[Collected data]

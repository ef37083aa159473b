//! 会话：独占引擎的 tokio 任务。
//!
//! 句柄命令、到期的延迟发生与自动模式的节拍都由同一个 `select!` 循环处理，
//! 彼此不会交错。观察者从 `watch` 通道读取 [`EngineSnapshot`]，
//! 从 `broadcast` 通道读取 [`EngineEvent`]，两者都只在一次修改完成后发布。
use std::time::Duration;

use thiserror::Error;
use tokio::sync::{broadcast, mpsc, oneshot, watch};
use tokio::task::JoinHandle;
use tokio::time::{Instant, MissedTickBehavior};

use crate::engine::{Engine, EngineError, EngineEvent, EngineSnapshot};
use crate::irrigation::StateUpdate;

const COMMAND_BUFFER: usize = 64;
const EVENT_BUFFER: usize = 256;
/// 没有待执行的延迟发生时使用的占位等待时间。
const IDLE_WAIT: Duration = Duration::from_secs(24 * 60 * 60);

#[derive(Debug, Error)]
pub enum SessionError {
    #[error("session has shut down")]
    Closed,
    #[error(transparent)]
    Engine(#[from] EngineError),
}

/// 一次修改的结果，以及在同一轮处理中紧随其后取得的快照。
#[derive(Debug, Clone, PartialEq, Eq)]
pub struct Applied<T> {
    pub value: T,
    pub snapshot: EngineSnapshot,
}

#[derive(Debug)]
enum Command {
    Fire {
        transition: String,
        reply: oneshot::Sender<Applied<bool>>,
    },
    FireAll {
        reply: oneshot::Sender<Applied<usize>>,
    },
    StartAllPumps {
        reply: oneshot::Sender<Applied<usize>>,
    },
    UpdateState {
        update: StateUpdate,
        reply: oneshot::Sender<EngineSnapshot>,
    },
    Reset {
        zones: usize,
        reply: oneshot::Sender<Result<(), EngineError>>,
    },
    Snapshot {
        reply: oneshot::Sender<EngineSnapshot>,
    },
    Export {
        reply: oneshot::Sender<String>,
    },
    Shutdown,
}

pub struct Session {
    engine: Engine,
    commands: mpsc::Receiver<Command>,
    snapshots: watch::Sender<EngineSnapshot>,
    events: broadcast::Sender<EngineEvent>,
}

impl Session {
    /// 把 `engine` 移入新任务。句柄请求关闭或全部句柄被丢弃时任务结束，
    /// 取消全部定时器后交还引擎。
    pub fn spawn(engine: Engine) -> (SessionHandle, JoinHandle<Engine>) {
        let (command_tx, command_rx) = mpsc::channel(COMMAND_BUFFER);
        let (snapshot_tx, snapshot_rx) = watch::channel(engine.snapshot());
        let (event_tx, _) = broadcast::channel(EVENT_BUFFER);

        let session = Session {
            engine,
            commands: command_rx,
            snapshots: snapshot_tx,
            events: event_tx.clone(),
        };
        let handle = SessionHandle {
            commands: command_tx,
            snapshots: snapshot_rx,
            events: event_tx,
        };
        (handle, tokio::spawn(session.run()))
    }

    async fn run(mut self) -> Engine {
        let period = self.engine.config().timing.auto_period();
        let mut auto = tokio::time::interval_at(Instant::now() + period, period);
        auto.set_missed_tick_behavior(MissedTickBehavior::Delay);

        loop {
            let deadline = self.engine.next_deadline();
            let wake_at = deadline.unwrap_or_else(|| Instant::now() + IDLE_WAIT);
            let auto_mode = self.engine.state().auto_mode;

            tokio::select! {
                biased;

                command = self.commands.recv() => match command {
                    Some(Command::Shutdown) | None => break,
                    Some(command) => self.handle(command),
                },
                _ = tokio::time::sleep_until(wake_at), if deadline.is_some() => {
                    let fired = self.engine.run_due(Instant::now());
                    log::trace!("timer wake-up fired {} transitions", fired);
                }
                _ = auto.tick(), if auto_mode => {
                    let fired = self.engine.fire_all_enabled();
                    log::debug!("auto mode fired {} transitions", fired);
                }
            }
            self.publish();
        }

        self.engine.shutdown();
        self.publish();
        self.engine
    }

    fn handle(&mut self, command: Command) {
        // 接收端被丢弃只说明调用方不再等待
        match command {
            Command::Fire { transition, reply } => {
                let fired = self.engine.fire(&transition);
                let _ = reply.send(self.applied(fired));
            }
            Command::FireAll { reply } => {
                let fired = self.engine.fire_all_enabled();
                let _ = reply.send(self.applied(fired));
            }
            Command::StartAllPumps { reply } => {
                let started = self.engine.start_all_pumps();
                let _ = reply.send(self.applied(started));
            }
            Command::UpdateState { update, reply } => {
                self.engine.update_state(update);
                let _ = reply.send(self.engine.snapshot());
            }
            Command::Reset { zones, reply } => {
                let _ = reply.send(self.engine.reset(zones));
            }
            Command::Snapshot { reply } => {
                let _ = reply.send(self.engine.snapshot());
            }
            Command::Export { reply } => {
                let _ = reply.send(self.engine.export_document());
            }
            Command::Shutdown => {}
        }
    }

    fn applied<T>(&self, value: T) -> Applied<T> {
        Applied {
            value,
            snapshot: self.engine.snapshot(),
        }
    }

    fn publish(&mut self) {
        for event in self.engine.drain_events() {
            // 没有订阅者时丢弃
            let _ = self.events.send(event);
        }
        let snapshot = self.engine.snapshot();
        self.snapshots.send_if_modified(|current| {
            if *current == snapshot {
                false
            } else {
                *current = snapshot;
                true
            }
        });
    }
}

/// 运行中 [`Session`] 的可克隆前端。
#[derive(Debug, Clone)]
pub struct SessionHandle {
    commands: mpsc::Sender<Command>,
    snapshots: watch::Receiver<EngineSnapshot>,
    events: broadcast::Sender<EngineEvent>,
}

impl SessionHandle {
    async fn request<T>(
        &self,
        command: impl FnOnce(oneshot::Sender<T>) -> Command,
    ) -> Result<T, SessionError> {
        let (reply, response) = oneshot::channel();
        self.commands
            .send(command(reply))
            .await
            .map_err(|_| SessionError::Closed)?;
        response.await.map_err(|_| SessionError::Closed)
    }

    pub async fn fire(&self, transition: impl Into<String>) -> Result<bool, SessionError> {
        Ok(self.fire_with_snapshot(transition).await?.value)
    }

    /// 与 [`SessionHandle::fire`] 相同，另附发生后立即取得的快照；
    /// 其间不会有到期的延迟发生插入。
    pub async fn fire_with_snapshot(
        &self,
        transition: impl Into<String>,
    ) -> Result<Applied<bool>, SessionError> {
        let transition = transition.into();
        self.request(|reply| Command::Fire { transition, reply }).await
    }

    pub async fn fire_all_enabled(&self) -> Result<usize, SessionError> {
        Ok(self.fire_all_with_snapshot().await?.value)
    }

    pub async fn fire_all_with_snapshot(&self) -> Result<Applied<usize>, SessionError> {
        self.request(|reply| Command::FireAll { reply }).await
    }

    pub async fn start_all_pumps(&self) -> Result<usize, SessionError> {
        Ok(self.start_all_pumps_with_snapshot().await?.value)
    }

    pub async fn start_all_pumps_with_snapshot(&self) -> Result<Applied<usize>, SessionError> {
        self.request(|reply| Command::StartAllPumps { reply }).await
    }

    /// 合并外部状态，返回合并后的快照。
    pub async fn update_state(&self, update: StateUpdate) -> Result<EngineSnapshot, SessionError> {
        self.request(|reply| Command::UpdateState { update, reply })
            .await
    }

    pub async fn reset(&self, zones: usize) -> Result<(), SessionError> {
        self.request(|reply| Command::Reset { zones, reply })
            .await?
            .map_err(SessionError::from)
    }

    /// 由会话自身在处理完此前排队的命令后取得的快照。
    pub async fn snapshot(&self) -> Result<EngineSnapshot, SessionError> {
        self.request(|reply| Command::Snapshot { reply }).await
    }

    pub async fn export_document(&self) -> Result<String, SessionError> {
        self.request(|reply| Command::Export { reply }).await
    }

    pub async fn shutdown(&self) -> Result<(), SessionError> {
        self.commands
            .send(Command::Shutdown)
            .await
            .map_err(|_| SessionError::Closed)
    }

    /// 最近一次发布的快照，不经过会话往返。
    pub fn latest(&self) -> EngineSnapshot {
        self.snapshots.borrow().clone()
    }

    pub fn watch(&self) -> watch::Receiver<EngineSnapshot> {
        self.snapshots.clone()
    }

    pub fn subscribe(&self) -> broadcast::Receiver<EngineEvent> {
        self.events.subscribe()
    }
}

EXERCISE:
The response should contain only a verbatim copy of the lines from the line with "self.snapshots.borrow().clone()" to the final line of the records.

RESULT:
        self.snapshots.borrow().clone()
    }

    pub fn watch(&self) -> watch::Receiver<EngineSnapshot> {
        self.snapshots.clone()
    }

    pub fn subscribe(&self) -> broadcast::Receiver<EngineEvent> {
        self.events.subscribe()
    }
}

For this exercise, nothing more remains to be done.